Delayed care despite facilities adds to heart disease burden: Doctors

Despite having a wide network of hospitals treating heart diseases, the patients reaching these hospitals continue to be delayed even now.
Image used for representational purpose only.
Image used for representational purpose only.

THIRUVANANTHAPURAM: Despite having a wide network of hospitals treating heart diseases, the patients reaching these hospitals continue to be delayed even now. The failure to reach the hospitals within the golden hour increases the fatality rate and also makes people patients because of heart failure. Angioplasty or the procedure used to widen blocked or narrowed coronary arteries within the golden hour is considered effective.

“It has been found that patients reach hospitals after a delay of 2.3 hours to seven hours. Five hours is the average. As a result, the rate of heart failure increases. Already, we have one of the highest cardiac failure rates of 1.68% as per our survey.

The outcome of angioplasty on patients after a six-hour delay is poor. If the delay is beyond 12 hours, there is no benefit at all,” said Dr B Krishnakumar, professor of the department of cardiology, Thiruvananthapuram Medical College Hospital. “We could perform angioplasty faster after the chest pain clinics were established. We aim to reduce the duration further. However, there is still an undue delay in taking the patients to district hospitals and from there to the medical college hospitals,” he added.

At Thiruvananthapuram MCH, an angioplasty is performed in an hour after the patient reaches the hospital. However, the patients often reach a tertiary care hospital after a delay of four to five hours. The state has 160 cath labs to perform an angiogram or angioplasty which helps the patients (except in Idukki, Pathanamthitta and Wayanad) to reach these facilities within 20 minutes of heart attack symptoms.
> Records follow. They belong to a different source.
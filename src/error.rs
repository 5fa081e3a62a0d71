//! Error taxonomy for the inference shim.
//!
//! Every failure collapses to one externally visible shape: a single
//! `{"error": "<message>"}` line on stderr and exit code 1. Callers
//! distinguish causes by message text, so each variant owns its exact
//! wording here and nowhere else.

use std::path::PathBuf;

use thiserror::Error;

/// Result alias used by every stage of the shim.
pub type ShimResult<T> = Result<T, ShimError>;

/// All the ways a single-shot invocation can fail.
#[derive(Debug, Error)]
pub enum ShimError {
    /// Stdin was empty or whitespace only.
    #[error("Empty stdin payload.")]
    EmptyPayload,

    /// Stdin did not parse as JSON.
    #[error("Invalid JSON payload: {0}")]
    MalformedPayload(String),

    /// Stdin parsed as JSON but the document is not an object.
    #[error("Payload must be a JSON object.")]
    NonObjectPayload,

    /// One or more schema features are absent from the payload,
    /// listed in schema order.
    #[error("Missing required features: {}", .0.join(", "))]
    MissingFeatures(Vec<String>),

    /// A numeric feature was null, empty, non-finite, or not coercible.
    #[error("Feature '{0}' must be numeric.")]
    NotNumeric(String),

    /// A string feature was null.
    #[error("Feature '{0}' must be a string.")]
    NotString(String),

    /// The model artifact is not at its expected path.
    #[error("Model file not found: {}", .0.display())]
    ModelFileMissing(PathBuf),

    /// The feature-list file is not at its expected path.
    #[error("Feature file not found: {}", .0.display())]
    FeatureFileMissing(PathBuf),

    /// The feature-list file was unreadable or not a JSON array of strings.
    #[error("Invalid feature file: {}", .0.display())]
    InvalidFeatureFile(PathBuf),

    /// The model artifact was unreadable or not the expected shape.
    #[error("Invalid model file: {}", .0.display())]
    InvalidModelFile(PathBuf),

    /// The artifact carries no weights for a schema column.
    #[error("Model has no weights for feature '{0}'.")]
    MissingWeights(String),

    /// The model produced no prediction rows.
    #[error("Model returned no predictions.")]
    PredictionEmpty,

    /// The shim's own location could not be determined.
    #[error("Failed to locate executable: {0}")]
    ExecutableLocation(String),

    /// The result object could not be serialized.
    #[error("Failed to serialize output: {0}")]
    OutputSerialization(String),
}

impl ShimError {
    /// Process exit code. Every failure maps to 1; only 0 and 1 exist.
    #[inline]
    pub fn exit_code(&self) -> i32 {
        1
    }

    /// Render the externally visible failure shape.
    pub fn to_json_error(&self) -> serde_json::Value {
        serde_json::json!({ "error": self.to_string() })
    }

    /// Numeric-coercion failure for a named feature.
    #[inline]
    pub fn not_numeric(feature: impl Into<String>) -> Self {
        Self::NotNumeric(feature.into())
    }

    /// String-coercion failure for a named feature.
    #[inline]
    pub fn not_string(feature: impl Into<String>) -> Self {
        Self::NotString(feature.into())
    }
}
use crate::core::data::complex::Complex;

pub const ESCAPE_RADIUS_SQUARED: f64 = 4.0;

/// Hard bound on the escape loop, whatever budget is configured.
pub const ITERATION_SAFETY_CAP: u32 = 4096;

/// Outcome of iterating `z ← z² + c` for one plane coordinate.
#[derive(Debug, Copy, Clone, PartialEq)]
pub struct Escape {
    pub escaped: bool,
    /// Squarings performed before the bound was exceeded (or the budget ran out).
    pub iterations: u32,
    /// Continuous iteration count; `0.0` when the point did not escape.
    pub smooth_count: f64,
}

/// Escape-time test for `c = x0 + y0·i`, starting from `z = 0`.
///
/// The bound is tested before the budget, so a point escapes iff
/// `|z_n|² > 4` for some `n < min(max_iterations, ITERATION_SAFETY_CAP)`.
/// The smooth count is `n + 1 - log2(log2(|z_n|²) / 2)`, capped at the budget.
#[must_use]
pub fn evaluate(x0: f64, y0: f64, max_iterations: u32) -> Escape {
    let budget = max_iterations.min(ITERATION_SAFETY_CAP);
    let c = Complex::new(x0, y0);
    let mut z = Complex::ZERO;

    for n in 0..budget {
        let magnitude_squared = z.magnitude_squared();

        if magnitude_squared > ESCAPE_RADIUS_SQUARED {
            return Escape {
                escaped: true,
                iterations: n,
                smooth_count: smooth_count(n, magnitude_squared).min(f64::from(budget)),
            };
        }

        z = z * z + c;
    }

    Escape {
        escaped: false,
        iterations: budget,
        smooth_count: 0.0,
    }
}

fn smooth_count(n: u32, magnitude_squared: f64) -> f64 {
    let nu = (magnitude_squared.log2() / 2.0).log2();

    f64::from(n) + 1.0 - nu
}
To reduce the delay, the cardiology department floated the idea of training Asha workers or other volunteers in a locality to intervene on behalf of the patient. The volunteer will be trained to use a digital ECG machine and the readings are sent to the WhatsApp group of cardiologists. Once they identify it as a case of heart attack, transportation will be arranged to shift the patient to a tertiary care hospital at the earliest.
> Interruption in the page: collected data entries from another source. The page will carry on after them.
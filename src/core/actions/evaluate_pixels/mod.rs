pub mod cpu_reference;
pub mod parallel_rayon;
pub mod ports;
use mandelbrot_explorer::ExplorerConfig;

fn main() -> Result<(), Box<dyn std::error::Error>> {
    env_logger::init();

    let config = ExplorerConfig {
        width: 800,
        height: 600,
        controls: true,
        ..ExplorerConfig::default()
    };

    mandelbrot_explorer::run_gui(config)
}
use std::time::Instant;

use log::{debug, error, trace, warn};

use crate::controllers::interactive::data::frame_report::FrameReport;
use crate::controllers::interactive::errors::backend::BackendError;
use crate::controllers::interactive::ports::frame_clock::{FrameClock, FrameHandle};
use crate::controllers::interactive::ports::render_backend::RenderBackend;
use crate::core::actions::evaluate_pixels::ports::pixel_evaluator::PixelEvaluator;
use crate::core::data::render_request::RenderRequest;
use crate::core::data::viewport_geometry::ViewportGeometry;

#[derive(Debug, Clone, Copy, PartialEq, Eq)]
pub enum SchedulerState {
    Stopped,
    Running,
    /// The backend could not be initialized or stopped presenting. Terminal.
    Failed,
}

#[derive(Debug, Clone, Copy, PartialEq, Eq)]
pub enum RedrawAction {
    Requested { handle: FrameHandle },
    Coalesced,
    Ignored,
}

#[derive(Debug, Clone, PartialEq)]
pub enum FrameOutcome {
    Presented(FrameReport),
    /// The handle was cancelled or superseded; nothing was drawn.
    Stale,
    /// The frame could not be computed from the current snapshot.
    Skipped,
    Failed(BackendError),
}

/// Keeps at most one frame outstanding with the host's frame clock.
///
/// Any number of redraw requests between two frames collapse into the single
/// outstanding frame, which renders whatever snapshot the caller passes in when
/// it fires. Every presented frame requests the next one, so a running
/// scheduler redraws on every display refresh.
pub struct RenderScheduler<B: RenderBackend, C: FrameClock> {
    backend: B,
    clock: C,
    state: SchedulerState,
    initialized: bool,
    outstanding: Option<FrameHandle>,
    failure: Option<BackendError>,
    frames_presented: u64,
}

impl<B: RenderBackend, C: FrameClock> RenderScheduler<B, C> {
    #[must_use]
    pub fn new(backend: B, clock: C) -> Self {
        Self {
            backend,
            clock,
            state: SchedulerState::Stopped,
            initialized: false,
            outstanding: None,
            failure: None,
            frames_presented: 0,
        }
    }

    /// Initializes the backend on first start and requests the first frame.
    ///
    /// A failed scheduler stays failed: the first error is returned again
    /// without retrying or logging a second time.
    pub fn start(&mut self, geometry: &ViewportGeometry) -> Result<(), BackendError> {
        match self.state {
            SchedulerState::Running => return Ok(()),
            SchedulerState::Failed => {
                return match &self.failure {
                    Some(err) => Err(err.clone()),
                    None => Ok(()),
                };
            }
            SchedulerState::Stopped => {}
        }

        if !self.initialized {
            if let Err(err) = self.backend.initialize(geometry) {
                self.fail(err.clone());
                return Err(err);
            }

            self.initialized = true;
        }

        debug!(
            "render scheduler started at {}x{}",
            geometry.width_px, geometry.height_px
        );

        self.state = SchedulerState::Running;
        let _ = self.request_redraw();

        Ok(())
    }

    /// Cancels the outstanding frame. Later requests are ignored until `start`.
    pub fn stop(&mut self) {
        if let Some(handle) = self.outstanding.take() {
            self.clock.cancel_frame(handle);
        }

        if self.state == SchedulerState::Running {
            debug!("render scheduler stopped");
            self.state = SchedulerState::Stopped;
        }
    }

    pub fn request_redraw(&mut self) -> RedrawAction {
        if self.state != SchedulerState::Running {
            return RedrawAction::Ignored;
        }

        if self.outstanding.is_some() {
            return RedrawAction::Coalesced;
        }

        let handle = self.clock.request_frame();
        self.outstanding = Some(handle);

        RedrawAction::Requested { handle }
    }

    /// Renders and presents `request` if `handle` is the outstanding frame.
    pub fn on_frame<E: PixelEvaluator>(
        &mut self,
        handle: FrameHandle,
        request: &RenderRequest,
        evaluator: &E,
    ) -> FrameOutcome {
        if self.state != SchedulerState::Running || self.outstanding != Some(handle) {
            trace!("ignoring stale frame {:?}", handle);
            return FrameOutcome::Stale;
        }

        self.outstanding = None;

        let start = Instant::now();
        let frame = match evaluator.evaluate(request) {
            Ok(frame) => frame,
            Err(err) => {
                // Waits for the next explicit redraw, e.g. after a resize.
                warn!("skipping frame: {}", err);
                return FrameOutcome::Skipped;
            }
        };
        let render_duration = start.elapsed();

        if let Err(err) = self.backend.present(&frame) {
            self.fail(err.clone());
            return FrameOutcome::Failed(err);
        }

        self.frames_presented += 1;
        let report = FrameReport {
            frame: self.frames_presented,
            width_px: frame.width(),
            height_px: frame.height(),
            render_duration,
        };

        trace!(
            "frame {} rendered by {} in {:?}",
            report.frame,
            evaluator.display_name(),
            render_duration
        );

        let _ = self.request_redraw();

        FrameOutcome::Presented(report)
    }

    #[must_use]
    pub fn state(&self) -> SchedulerState {
        self.state
    }

    #[must_use]
    pub fn is_running(&self) -> bool {
        self.state == SchedulerState::Running
    }

    #[must_use]
    pub fn rendering_available(&self) -> bool {
        self.state != SchedulerState::Failed
    }

    #[must_use]
    pub fn outstanding_frame(&self) -> Option<FrameHandle> {
        self.outstanding
    }

    #[must_use]
    pub fn failure(&self) -> Option<&BackendError> {
        self.failure.as_ref()
    }

    #[must_use]
    pub fn frames_presented(&self) -> u64 {
        self.frames_presented
    }

    #[must_use]
    pub fn backend(&self) -> &B {
        &self.backend
    }

    pub fn backend_mut(&mut self) -> &mut B {
        &mut self.backend
    }

    #[must_use]
    pub fn clock(&self) -> &C {
        &self.clock
    }

    pub fn clock_mut(&mut self) -> &mut C {
        &mut self.clock
    }

    fn fail(&mut self, err: BackendError) {
        error!("rendering disabled: {}", err);

        if let Some(handle) = self.outstanding.take() {
            self.clock.cancel_frame(handle);
        }

        self.state = SchedulerState::Failed;
        self.failure = Some(err);
    }
}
Most heart attacks happen suddenly when one of the arteries leading to the heart becomes blocked and cuts off the blood flow. Lack of oxygen affects the capability of heart muscles to pump blood. A heart failure occurs when the heart muscles don’t pump blood as well as it should have.
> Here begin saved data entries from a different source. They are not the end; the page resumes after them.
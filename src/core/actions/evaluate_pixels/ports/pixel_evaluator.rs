use crate::core::data::pixel_buffer::{PixelBuffer, PixelBufferError};
use crate::core::data::render_request::RenderRequest;
use crate::core::util::view_transform::ViewTransformError;
use std::error::Error;
use std::fmt;

#[derive(Debug, Clone, PartialEq)]
pub enum EvaluatePixelsError {
    InvalidGeometry(ViewTransformError),
    PixelBuffer(PixelBufferError),
}

impl fmt::Display for EvaluatePixelsError {
    fn fmt(&self, f: &mut fmt::Formatter<'_>) -> fmt::Result {
        match self {
            Self::InvalidGeometry(err) => write!(f, "cannot map viewport: {}", err),
            Self::PixelBuffer(err) => write!(f, "pixel buffer error: {}", err),
        }
    }
}

impl Error for EvaluatePixelsError {
    fn source(&self) -> Option<&(dyn Error + 'static)> {
        match self {
            Self::InvalidGeometry(err) => Some(err),
            Self::PixelBuffer(err) => Some(err),
        }
    }
}

impl From<ViewTransformError> for EvaluatePixelsError {
    fn from(err: ViewTransformError) -> Self {
        Self::InvalidGeometry(err)
    }
}

impl From<PixelBufferError> for EvaluatePixelsError {
    fn from(err: PixelBufferError) -> Self {
        Self::PixelBuffer(err)
    }
}

/// Turns a frame snapshot into a complete frame.
///
/// Implementations must be pure functions of the request and agree with each
/// other byte for byte, so the renderer can swap them freely.
pub trait PixelEvaluator {
    fn evaluate(&self, request: &RenderRequest) -> Result<PixelBuffer, EvaluatePixelsError>;

    fn display_name(&self) -> &str;
}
“The patient should be aware of the warning signals and reach the treatment facility during the golden hour. We can prevent 50-60% of heart failure due to heart attack by avoiding the delay,” said Dr Harikrishnan S, principal investigator of the Centre of Excellence in Heart Failure and professor of Cardiology of Sree Chitra Tirunal Institute for Medical Sciences and Technology (SCTIMST).

Narrowed heart arteries (that could lead to heart attack) were found to be the major reason for heart failure (72%), followed by diseases affecting heart muscles that lead to poor pumping of blood to the body parts (18%), according to the National Heart Failure Registry (NHFR) report in 2018-2000.

Heart failure was considered an end-stage disease in which two-third of patients died in the first five years, according to a heart failure registry prepared by SCTIMST in 2013. A pan-India study by the NHFR shows that one in seven patients died in the first 90 days of follow-up, in 2018-2000.